Longer term the entire infrastructure of the book business could be put under scrutiny, from how our copyright laws and the rules around VAT may differ from Europe, through to what type of regulatory framework we impose on the tech giants such as Amazon, Google and Facebook. Investment in science (much of which comes direct from Europe) and therefore science publishing could be undermined; while for trade publishers and agents Europe could now become a distinct territory again, making the UK an inevitably smaller territory (as the world itself, and English within it, expands). I do not even want to think about the thriving tech and start-up community that this country has fostered, partly as a result of being able to hire freely across Europe, partly because our open and entrepreneurial mindset has actively attracted investment.

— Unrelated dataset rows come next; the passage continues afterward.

//! State machine trait for status enums.
//!
//! Provides a consistent interface for validating and performing state
//! transitions across entity lifecycle statuses.

use super::ValidationError;

/// Trait for status enums that represent state machines.
///
/// Implementors define valid state transitions and get validated
/// transition methods for free.
///
/// # Example
///
/// ```ignore
/// impl StateMachine for RunStatus {
///     fn can_transition_to(&self, target: &Self) -> bool {
///         matches!(
///             (self, target),
///             (Draft, Submitted) | (Submitted, Cooldown)
///         )
///     }
///
///     fn valid_transitions(&self) -> Vec<Self> {
///         match self {
///             Draft => vec![Submitted],
///             Submitted => vec![Cooldown],
///             Cooldown => vec![],
///         }
///     }
/// }
///
/// // Usage:
/// let new_status = current_status.transition_to(RunStatus::Submitted)?;
/// ```
pub trait StateMachine: Sized + Copy + PartialEq + std::fmt::Debug {
    /// Returns true if transition from self to target is valid.
    fn can_transition_to(&self, target: &Self) -> bool;

    /// Returns all valid target states from current state.
    fn valid_transitions(&self) -> Vec<Self>;

    /// Performs transition with validation, returning error if invalid.
    ///
    /// This is the preferred way to change state, as it ensures
    /// the transition is valid according to the state machine rules.
    fn transition_to(&self, target: Self) -> Result<Self, ValidationError> {
        if self.can_transition_to(&target) {
            Ok(target)
        } else {
            Err(ValidationError::invalid_format(
                "state_transition",
                format!("Cannot transition from {:?} to {:?}", self, target),
            ))
        }
    }

    /// Checks if current state is terminal (no valid outgoing transitions).
    fn is_terminal(&self) -> bool {
        self.valid_transitions().is_empty()
    }
}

But, in truth, these today feel like trifles compared to the wider cultural and societal impact of this decision. The author Michael Rosen has told us that he is worried that “fascistic tendencies are on the march”. It is not hard to see why.
UKIP has run a divisive and racist campaign, Vote Leave a mendacious one. There were good arguments to be made for exiting the European Union (and some were set out in The Bookseller, and in particular by agent Diane Banks), but these were simply drowned out by the Nigel Farage and Boris Johnson bandwagon. The ‘in’ side were little better: the Britain Stronger In Europe misread the mood of the nation, as did the British prime minister David Cameron who disgracefully put his party before the country. The politicians now need to heal themselves as they look to heal the nation. It won’t be easy. The rhetoric used by some campaigners is hard to undo: already today I have seen the YA writer Malorie Blackman racially abused on Twitter for lamenting the nation’s choice.
As I wrote in The Bookseller two weeks ago, if there is an upside to all this, I’m failing to see it. The UK economy may rise again, trade deals will doubtless be ironed out, while the redoubtable book business will continue to be a beacon of creativity, humanity, and salesmanship (Alessandro Gallenzi, m.d. of Alma, said he was “more than ever determined to continue working on the promotion of European literature in Britain”).
But today, the costs of this seem huge.
We emerge from the referendum a more divided society, one more insular and, for now, directionless. The referendum has created a hole at the centre of this society. It would be trite to say that books can play a part in filling this, but this sector must push to have a leading (and defining) role in the future UK. Our publishing must be broader, our audiences wider, our bases more evenly spread, our authors empowered and protected. We should use books for what they are for: to create a better place.
Perhaps the only good news is that much of this remains to be written: I don’t (currently) share the optimism of some of the leavers, but I can see where it comes from. One publisher told me some weeks ago that if Brexit occurred publishing would simply adapt, as it always does. Good news, but we should expect more. Next week The Bookseller publishes its annual Rising Stars list of the trade’s brightest and best employees: it’s a view of a modern, more diverse, and more together industry. The antithesis of how much of the UK looks today. A new hope at a tough time.